Three years into the war, Mokhtefi discovered that his political activity had caught the attention of the French colonial authorities and that other activists had been arrested. As a result, Mokhtefi took the train to Oujda, Morocco and joined the Armée de libération nationale (ALN), the armed wing of the FLN. He adopted the nom-de-guerre Amara.

After training in Morocco and Tunisia, he served as a radio operator in the ALN Signal Corps, under Abdelhafid Boussouf. Mokhtefi recounted using "Chant des Partisans" to test radio transmitters. Eventually, he headed his own communications unit. To set up communication posts, he undertook dangerous border crossings, including crossing the Morice Line.

Mokhtefi references a "climate of fear and disdain" in the ALN in his memoirs. Observing corruption and unnecessary violence in the ALN, he became increasingly disillusioned with it and openly opposed some of the decisions made by ALN leaders. For example, Mokhtefi was ordered to kill two fellow Algerians for treason; believing them to be innocent, he refused. But one of his colleagues killed them and subsequently suffered from nightmares.

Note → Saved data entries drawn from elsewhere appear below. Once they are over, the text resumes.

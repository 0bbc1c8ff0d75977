//! Stage registry - the closed lookup from stage-type tag to simulator.
//!
//! Each stage type contributes a simulator `(stage, prior state) -> next
//! state` and a pure defaults factory. Dispatch is an exhaustive match on
//! the tag, so the registry is resolved at compile time; only
//! [`StageKind::Other`] tags fall through to the runner's missing-handler
//! path.

pub mod convertible_note;
pub mod exit;
pub mod founding;
pub mod post_money_safe;
pub mod pre_money_safe;
pub mod priced_round;

use serde::{Deserialize, Serialize};
use uuid::Uuid;

use crate::scenario::{Stage, StageKind, StageParams};
use crate::state::{EngineState, SuperProRata};

/// A registered stage type: tag, display label, defaults factory, simulator.
pub struct StageDefinition {
    pub kind: StageKind,
    pub label: &'static str,
    /// Returns a fresh params value on every call - never a shared template.
    pub defaults: fn() -> StageParams,
    pub simulate: fn(&Stage, EngineState) -> EngineState,
}

static DEFINITIONS: [StageDefinition; 6] = [
    StageDefinition {
        kind: StageKind::Founding,
        label: "Founding",
        defaults: founding::defaults,
        simulate: founding::simulate,
    },
    StageDefinition {
        kind: StageKind::ConvertibleNote,
        label: "Convertible Note",
        defaults: convertible_note::defaults,
        simulate: convertible_note::simulate,
    },
    StageDefinition {
        kind: StageKind::PreMoneySafe,
        label: "Pre-Money SAFE",
        defaults: pre_money_safe::defaults,
        simulate: pre_money_safe::simulate,
    },
    StageDefinition {
        kind: StageKind::PostMoneySafe,
        label: "Post-Money SAFE",
        defaults: post_money_safe::defaults,
        simulate: post_money_safe::simulate,
    },
    StageDefinition {
        kind: StageKind::PricedRound,
        label: "Priced Round",
        defaults: priced_round::defaults,
        simulate: priced_round::simulate,
    },
    StageDefinition {
        kind: StageKind::Exit,
        label: "Exit Event",
        defaults: exit::defaults,
        simulate: exit::simulate,
    },
];

/// Looks up the definition for a stage-type tag.
pub fn definition(kind: &StageKind) -> Option<&'static StageDefinition> {
    let index = match kind {
        StageKind::Founding => 0,
        StageKind::ConvertibleNote => 1,
        StageKind::PreMoneySafe => 2,
        StageKind::PostMoneySafe => 3,
        StageKind::PricedRound => 4,
        StageKind::Exit => 5,
        StageKind::Other(_) => return None,
    };
    Some(&DEFINITIONS[index])
}

/// All registered stage definitions, in palette order.
pub fn definitions() -> &'static [StageDefinition] {
    &DEFINITIONS
}

/// Builds a fresh stage of the given type with default params and a new id.
pub fn stage_from_definition(kind: &StageKind) -> Option<Stage> {
    let def = definition(kind)?;
    Some(Stage {
        id: format!("stage_{}", Uuid::new_v4()),
        name: def.label.to_string(),
        params: (def.defaults)(),
    })
}

/// Super pro-rata configuration as it appears in stage params.
#[derive(Debug, Clone, Default, PartialEq, Serialize, Deserialize)]
#[serde(default, rename_all = "camelCase")]
pub struct SpecialRights {
    pub super_pro_rata: SuperProRataConfig,
}

#[derive(Debug, Clone, Default, PartialEq, Serialize, Deserialize)]
#[serde(default, rename_all = "camelCase")]
pub struct SuperProRataConfig {
    pub enabled: bool,
    pub rounds: f64,
    pub amount: f64,
}

impl SpecialRights {
    /// Normalized form carried on the instrument: disabled rights zero out,
    /// enabled rights clamp rounds and amount to non-negative.
    pub fn normalized(&self) -> SuperProRata {
        let config = &self.super_pro_rata;
        if !config.enabled {
            return SuperProRata::disabled();
        }
        SuperProRata {
            enabled: true,
            rounds_remaining: sanitize(config.rounds).max(0.0) as u32,
            amount: sanitize(config.amount).max(0.0),
        }
    }
}

/// Numeric read sanitizer: non-finite values coerce to 0.
pub(crate) fn sanitize(value: f64) -> f64 {
    if value.is_finite() {
        value
    } else {
        0.0
    }
}

/// Clamps a ratio parameter into `[0, max]`, coercing non-finite to 0.
pub(crate) fn clamp_percent(value: f64, max: f64) -> f64 {
    sanitize(value).clamp(0.0, max)
}

/// Rounds a share quantity half-up to a whole count; negative or
/// non-finite quantities produce 0.
pub(crate) fn round_shares(value: f64) -> u64 {
    if !value.is_finite() || value <= 0.0 {
        return 0;
    }
    value.round() as u64
}

/// Holder identity for an instrument or investor: the explicit id from
/// params, or a stable id derived from the stage so repeated runs agree.
pub(crate) fn holder_identity(explicit: &str, stage_id: &str, role: &str) -> String {
    if explicit.is_empty() {
        format!("{stage_id}:{role}")
    } else {
        explicit.to_string()
    }
}

/// Fallback for a simulator invoked with params of a different stage type.
/// Unreachable through the registry (the tag is derived from the params
/// variant); kept so direct calls degrade instead of panicking.
pub(crate) fn params_mismatch(stage: &Stage, mut state: EngineState) -> EngineState {
    state.warnings.push(format!(
        "Stage '{}' params do not match its simulator; stage skipped.",
        stage.name
    ));
    state
}

#[cfg(test)]
mod tests {
    use super::*;

    #[test]
    fn test_registry_covers_all_six_tags() {
        for def in definitions() {
            let found = definition(&def.kind).expect("registered");
            assert_eq!(found.label, def.label);
        }
        assert!(definition(&StageKind::Other("SECONDARY_SALE".to_string())).is_none());
    }

    #[test]
    fn test_defaults_factories_return_fresh_values() {
        for def in definitions() {
            let first = (def.defaults)();
            let second = (def.defaults)();
            assert_eq!(first.kind(), def.kind);
            assert_eq!(second.kind(), def.kind);
        }
    }

    #[test]
    fn test_stage_from_definition_generates_unique_ids() {
        let a = stage_from_definition(&StageKind::Founding).expect("founding stage");
        let b = stage_from_definition(&StageKind::Founding).expect("founding stage");
        assert_ne!(a.id, b.id);
        assert_eq!(a.name, "Founding");
    }

    #[test]
    fn test_special_rights_normalization() {
        let disabled = SpecialRights::default().normalized();
        assert!(!disabled.enabled);
        assert_eq!(disabled.rounds_remaining, 0);
        assert_eq!(disabled.amount, 0.0);

        let enabled = SpecialRights {
            super_pro_rata: SuperProRataConfig {
                enabled: true,
                rounds: 2.0,
                amount: 250_000.0,
            },
        }
        .normalized();
        assert!(enabled.enabled);
        assert_eq!(enabled.rounds_remaining, 2);
        assert_eq!(enabled.amount, 250_000.0);

        let negative = SpecialRights {
            super_pro_rata: SuperProRataConfig {
                enabled: true,
                rounds: -3.0,
                amount: -50.0,
            },
        }
        .normalized();
        assert_eq!(negative.rounds_remaining, 0);
        assert_eq!(negative.amount, 0.0);
    }

    #[test]
    fn test_round_shares_edges() {
        assert_eq!(round_shares(434_782.6), 434_783);
        assert_eq!(round_shares(0.4), 0);
        assert_eq!(round_shares(-10.0), 0);
        assert_eq!(round_shares(f64::NAN), 0);
        assert_eq!(round_shares(f64::INFINITY), 0);
    }
}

At the end of the war, Mokhtefi voted for Algerian independence. In his memoirs, he recounts disobeying orders and traveling from Morocco into the newly independent Algeria. At the border, he encountered an illiterate Algerian soldier who pretended to read his travel documents. Due to French colonial education policies, only 10-15% of Algerians were literate at the time of independence. Mokhtefi ends his memoirs with the statement: "Ignorance out of the barrel of a gun is preparing us for bitter tomorrows."

== After the war ==
After the war ended in 1962, Mokhtefi obtained work in government planning, but his colleagues did not support his "Marxist ideas" about land redistribution. Mokhtefi became increasingly disillusioned with Algerian politics, in part because it was dominated by the military. In 1965, the first president Ahmed Ben Bella was overthrown in a coup by Houari Boumédiène, a move of which Mokhtefi disapproved. He also criticized the suppression of free speech, comparing it to French colonialism.

In 1972, Mokhtefi met his future wife, Elaine (née Klein), at a friend's dinner in Algiers. At the time, she worked in the Algerian administration as a fixer. When Elaine was ordered to spy on a colleague, former president Ben Bella's wife, she refused. As a result, she was forced to leave Algeria, and Mokhtefi went with her.

In 1974, the couple moved to Paris, where they sold jewelry and children's books that they had created. They married in 1991. His wife has said that he experienced racism in France. After 20 years there, they ultimately ended up in New York City, where Mokhtefi studied English at Columbia University.

Mokhtefi continued to follow the news in Algeria and visited his family every year. His wife has said, "The country was the love of his life. He couldn’t bear it being endangered in such a way, to see it manipulated and degraded."

== Death ==
In 2015, Mokhtefi died of cancer in New York City. His wife, Elaine, dedicated a bench to him in Riverside Park where he had enjoyed sitting. In 2024, she set up the Elaine and Mokhtar Mokhtefi Endowment to support students at the UCLA Center for Near Eastern Studies.

== Memoir ==
Towards the end of his life, Mokhtefi began working on his memoirs. Soon after his death in 2015, Barzakh Editions published his memoirs in Algeria as J’étais Français-musulman: itinéraire d’un soldat de l’ALN. Six years later, his wife's English translation was published as I Was a French Muslim by Other Press. The title references how Algerian Muslims were categorized on their identity documents.

His wife has stated that the memoir "reflects his disappointment in independent Algeria. He was disappointed that Algeria failed to uphold the ideals of democracy, justice and freedom".

GQ Middle East included it on a list called "Best Middle Eastern Literature to Read Now".